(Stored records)

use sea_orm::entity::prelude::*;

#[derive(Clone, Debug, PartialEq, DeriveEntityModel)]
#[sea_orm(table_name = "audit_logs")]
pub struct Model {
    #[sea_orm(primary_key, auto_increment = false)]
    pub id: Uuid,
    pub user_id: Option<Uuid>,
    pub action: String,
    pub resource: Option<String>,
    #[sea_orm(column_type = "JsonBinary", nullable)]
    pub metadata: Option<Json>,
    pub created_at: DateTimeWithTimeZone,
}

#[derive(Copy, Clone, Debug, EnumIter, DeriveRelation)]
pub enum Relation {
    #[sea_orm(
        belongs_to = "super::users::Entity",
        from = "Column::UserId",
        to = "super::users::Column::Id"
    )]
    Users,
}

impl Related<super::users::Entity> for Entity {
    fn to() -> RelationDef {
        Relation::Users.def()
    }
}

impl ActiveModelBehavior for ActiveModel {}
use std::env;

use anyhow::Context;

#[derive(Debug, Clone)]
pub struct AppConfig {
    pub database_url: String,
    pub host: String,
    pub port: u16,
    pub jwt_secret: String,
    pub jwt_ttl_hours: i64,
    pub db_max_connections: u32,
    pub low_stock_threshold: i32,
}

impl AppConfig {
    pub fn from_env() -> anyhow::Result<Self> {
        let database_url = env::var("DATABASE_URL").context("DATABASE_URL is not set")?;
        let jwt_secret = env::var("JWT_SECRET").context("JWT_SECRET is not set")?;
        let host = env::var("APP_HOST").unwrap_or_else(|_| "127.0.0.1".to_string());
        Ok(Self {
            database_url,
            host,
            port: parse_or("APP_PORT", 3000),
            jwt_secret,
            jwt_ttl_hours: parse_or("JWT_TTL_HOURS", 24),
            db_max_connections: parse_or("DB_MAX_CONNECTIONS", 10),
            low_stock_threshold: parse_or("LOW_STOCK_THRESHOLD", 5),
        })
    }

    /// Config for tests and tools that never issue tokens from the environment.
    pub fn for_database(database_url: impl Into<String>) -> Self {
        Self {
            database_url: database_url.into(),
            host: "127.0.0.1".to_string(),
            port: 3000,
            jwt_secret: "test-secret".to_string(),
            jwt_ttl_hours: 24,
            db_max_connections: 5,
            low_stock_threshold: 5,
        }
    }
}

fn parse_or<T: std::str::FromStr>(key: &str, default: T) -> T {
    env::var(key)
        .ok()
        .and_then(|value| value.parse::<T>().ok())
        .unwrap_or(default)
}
---
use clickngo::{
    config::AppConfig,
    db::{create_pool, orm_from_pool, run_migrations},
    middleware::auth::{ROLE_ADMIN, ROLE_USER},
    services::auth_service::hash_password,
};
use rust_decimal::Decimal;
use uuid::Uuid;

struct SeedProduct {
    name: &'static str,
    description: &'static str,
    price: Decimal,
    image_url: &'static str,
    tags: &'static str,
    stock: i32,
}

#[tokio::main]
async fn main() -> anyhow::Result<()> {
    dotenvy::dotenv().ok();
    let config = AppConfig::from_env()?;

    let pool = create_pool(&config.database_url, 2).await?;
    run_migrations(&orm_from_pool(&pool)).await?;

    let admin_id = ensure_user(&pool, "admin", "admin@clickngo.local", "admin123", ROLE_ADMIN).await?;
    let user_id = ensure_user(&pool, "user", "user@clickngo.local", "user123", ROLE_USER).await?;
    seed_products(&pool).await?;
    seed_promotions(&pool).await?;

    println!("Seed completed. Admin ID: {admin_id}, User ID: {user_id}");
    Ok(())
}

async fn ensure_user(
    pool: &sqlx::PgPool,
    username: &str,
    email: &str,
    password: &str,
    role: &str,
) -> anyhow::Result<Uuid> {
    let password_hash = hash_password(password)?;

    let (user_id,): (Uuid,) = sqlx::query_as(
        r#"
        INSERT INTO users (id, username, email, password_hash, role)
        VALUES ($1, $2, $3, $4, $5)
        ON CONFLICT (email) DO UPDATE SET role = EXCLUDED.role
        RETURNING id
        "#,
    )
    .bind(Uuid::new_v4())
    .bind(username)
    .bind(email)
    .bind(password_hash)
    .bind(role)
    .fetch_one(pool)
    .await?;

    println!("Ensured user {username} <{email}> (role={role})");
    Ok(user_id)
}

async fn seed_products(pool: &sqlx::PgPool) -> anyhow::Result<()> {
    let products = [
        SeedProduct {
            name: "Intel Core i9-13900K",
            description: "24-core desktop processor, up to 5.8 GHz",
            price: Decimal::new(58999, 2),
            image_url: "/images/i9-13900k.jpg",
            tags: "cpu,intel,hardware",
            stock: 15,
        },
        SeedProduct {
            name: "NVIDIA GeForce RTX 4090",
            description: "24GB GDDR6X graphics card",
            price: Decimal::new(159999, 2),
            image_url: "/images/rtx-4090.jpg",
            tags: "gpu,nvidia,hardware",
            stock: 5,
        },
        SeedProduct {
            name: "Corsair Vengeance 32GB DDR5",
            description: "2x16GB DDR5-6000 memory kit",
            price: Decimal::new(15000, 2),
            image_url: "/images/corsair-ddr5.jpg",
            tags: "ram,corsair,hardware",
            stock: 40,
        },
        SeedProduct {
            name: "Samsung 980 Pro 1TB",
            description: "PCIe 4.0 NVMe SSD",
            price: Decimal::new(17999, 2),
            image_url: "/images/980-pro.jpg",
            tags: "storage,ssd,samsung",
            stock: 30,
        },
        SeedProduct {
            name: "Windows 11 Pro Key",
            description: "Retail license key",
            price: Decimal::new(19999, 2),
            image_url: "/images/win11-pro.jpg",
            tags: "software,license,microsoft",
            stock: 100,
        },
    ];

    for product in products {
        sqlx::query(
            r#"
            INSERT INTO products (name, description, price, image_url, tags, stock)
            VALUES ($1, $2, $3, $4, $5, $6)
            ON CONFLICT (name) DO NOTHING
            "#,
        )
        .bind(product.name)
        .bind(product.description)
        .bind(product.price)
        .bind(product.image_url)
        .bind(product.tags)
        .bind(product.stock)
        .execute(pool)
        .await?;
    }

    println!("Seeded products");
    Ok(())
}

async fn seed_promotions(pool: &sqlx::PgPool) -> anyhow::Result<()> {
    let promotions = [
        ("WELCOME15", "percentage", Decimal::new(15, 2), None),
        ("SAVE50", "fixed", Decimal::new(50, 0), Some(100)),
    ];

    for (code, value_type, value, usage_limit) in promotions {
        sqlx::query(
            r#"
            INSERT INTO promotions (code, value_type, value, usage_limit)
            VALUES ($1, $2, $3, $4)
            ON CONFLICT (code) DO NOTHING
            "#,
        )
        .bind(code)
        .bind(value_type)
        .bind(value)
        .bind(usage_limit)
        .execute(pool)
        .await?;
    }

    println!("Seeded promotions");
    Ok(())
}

• [EXERCISE GOAL] When a line of the entries above contains the word "Seeded", include it in a tally, then give that tally alone.

• [REPLY] 2